Your task:
Gather all lines in the entries that include the word "larger".

Collected data:

_ _ _

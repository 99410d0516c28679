//! Chapter and section inference from page titles
//!
//! The rules are string heuristics tuned for serialized game guides:
//! - A page opens a new chapter when its title carries a chapter keyword the
//!   current chapter title lacks, or when the two titles share less than half
//!   of their distinct characters.
//! - Inside a chapter, a later page opens a section when its title carries a
//!   section keyword, or when its character overlap with the chapter title is
//!   in `[0.3, 0.7)`. A title contained in the chapter title never does.
//! - Heading items of level 3 or 4 inside a section become TOC subsections.

use super::slug::slugify;
use super::types::{Chapter, Section, TocEntry, DOCUMENT_TITLE_ID};
use crate::extract::{ContentItem, PageContent};
use std::collections::HashSet;

const CHAPTER_KEYWORDS: &[&str] = &["章", "篇", "Chapter", "攻略"];
const SECTION_KEYWORDS: &[&str] = &["节", "部分", "Section", "技巧", "心得"];

const NEW_CHAPTER_BELOW: f64 = 0.5;
const SECTION_RANGE: std::ops::Range<f64> = 0.3..0.7;

/// Shared distinct characters over the larger distinct-character count
///
/// Two empty titles are identical (1.0).
pub fn title_similarity(a: &str, b: &str) -> f64 {
    let a: HashSet<char> = a.chars().collect();
    let b: HashSet<char> = b.chars().collect();
    let larger = a.len().max(b.len());
    if larger == 0 {
        return 1.0;
    }
    a.intersection(&b).count() as f64 / larger as f64
}

pub fn is_new_chapter(title: &str, chapter_title: &str) -> bool {
    let keyword_change = CHAPTER_KEYWORDS
        .iter()
        .any(|k| title.contains(k) && !chapter_title.contains(k));

    keyword_change || title_similarity(title, chapter_title) < NEW_CHAPTER_BELOW
}

pub fn is_section(title: &str, chapter_title: &str) -> bool {
    if chapter_title.contains(title) {
        return false;
    }
    if SECTION_KEYWORDS.iter().any(|k| title.contains(k)) {
        return true;
    }
    SECTION_RANGE.contains(&title_similarity(title, chapter_title))
}

/// Groups sorted pages into chapters and sections
///
/// A chapter's own content is its first page plus any following pages that
/// come before its first section. Pages after a section that do not open a
/// new one are appended to that section.
pub fn build_chapters(pages: &[PageContent]) -> Vec<Chapter> {
    let mut chapters: Vec<Chapter> = Vec::new();

    for page in pages {
        let opens_chapter = match chapters.last() {
            None => true,
            Some(current) => is_new_chapter(&page.title, &current.title),
        };

        if opens_chapter {
            chapters.push(Chapter {
                title: page.title.clone(),
                id: slugify(&page.title),
                content: page.content.clone(),
                sections: Vec::new(),
            });
            continue;
        }

        let Some(chapter) = chapters.last_mut() else {
            continue;
        };

        if is_section(&page.title, &chapter.title) {
            chapter.sections.push(Section {
                title: page.title.clone(),
                id: slugify(&page.title),
                content: page.content.clone(),
            });
        } else if let Some(section) = chapter.sections.last_mut() {
            section.content.extend(page.content.iter().cloned());
        } else {
            chapter.content.extend(page.content.iter().cloned());
        }
    }

    chapters
}

/// Numbered table of contents for the chaptered layout
///
/// Levels: 0 document, 1 chapter ("n."), 2 section ("n.m"), 3 subsection
/// ("n.m.k") taken from level 3-4 headings inside the section.
pub fn chapter_toc(document_title: &str, chapters: &[Chapter]) -> Vec<TocEntry> {
    let mut toc = Vec::new();

    if !document_title.is_empty() {
        toc.push(TocEntry::new(0, document_title, DOCUMENT_TITLE_ID));
    }

    for (i, chapter) in chapters.iter().enumerate() {
        let chapter_number = format!("{}", i + 1);
        toc.push(TocEntry {
            chapter_number: Some(chapter_number.clone()),
            ..TocEntry::new(1, format!("{}. {}", chapter_number, chapter.title), &chapter.id)
        });

        for (j, section) in chapter.sections.iter().enumerate() {
            let section_number = format!("{}.{}", chapter_number, j + 1);
            toc.push(TocEntry {
                chapter_number: Some(section_number.clone()),
                ..TocEntry::new(2, format!("{} {}", section_number, section.title), &section.id)
            });

            for (k, heading) in subsection_headings(&section.content).enumerate() {
                let number = format!("{}.{}", section_number, k + 1);
                toc.push(TocEntry {
                    chapter_number: Some(number.clone()),
                    ..TocEntry::new(3, format!("{} {}", number, heading), slugify(heading))
                });
            }
        }
    }

    toc
}

fn subsection_headings(content: &[ContentItem]) -> impl Iterator<Item = &str> {
    content.iter().filter_map(|item| match item {
        ContentItem::Heading { value, level } if (3..=4).contains(level) && !value.is_empty() => {
            Some(value.as_str())
        }
        _ => None,
    })
}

_ _ _

Response to this exercise:
/// Shared distinct characters over the larger distinct-character count
    let larger = a.len().max(b.len());
    if larger == 0 {
    a.intersection(&b).count() as f64 / larger as f64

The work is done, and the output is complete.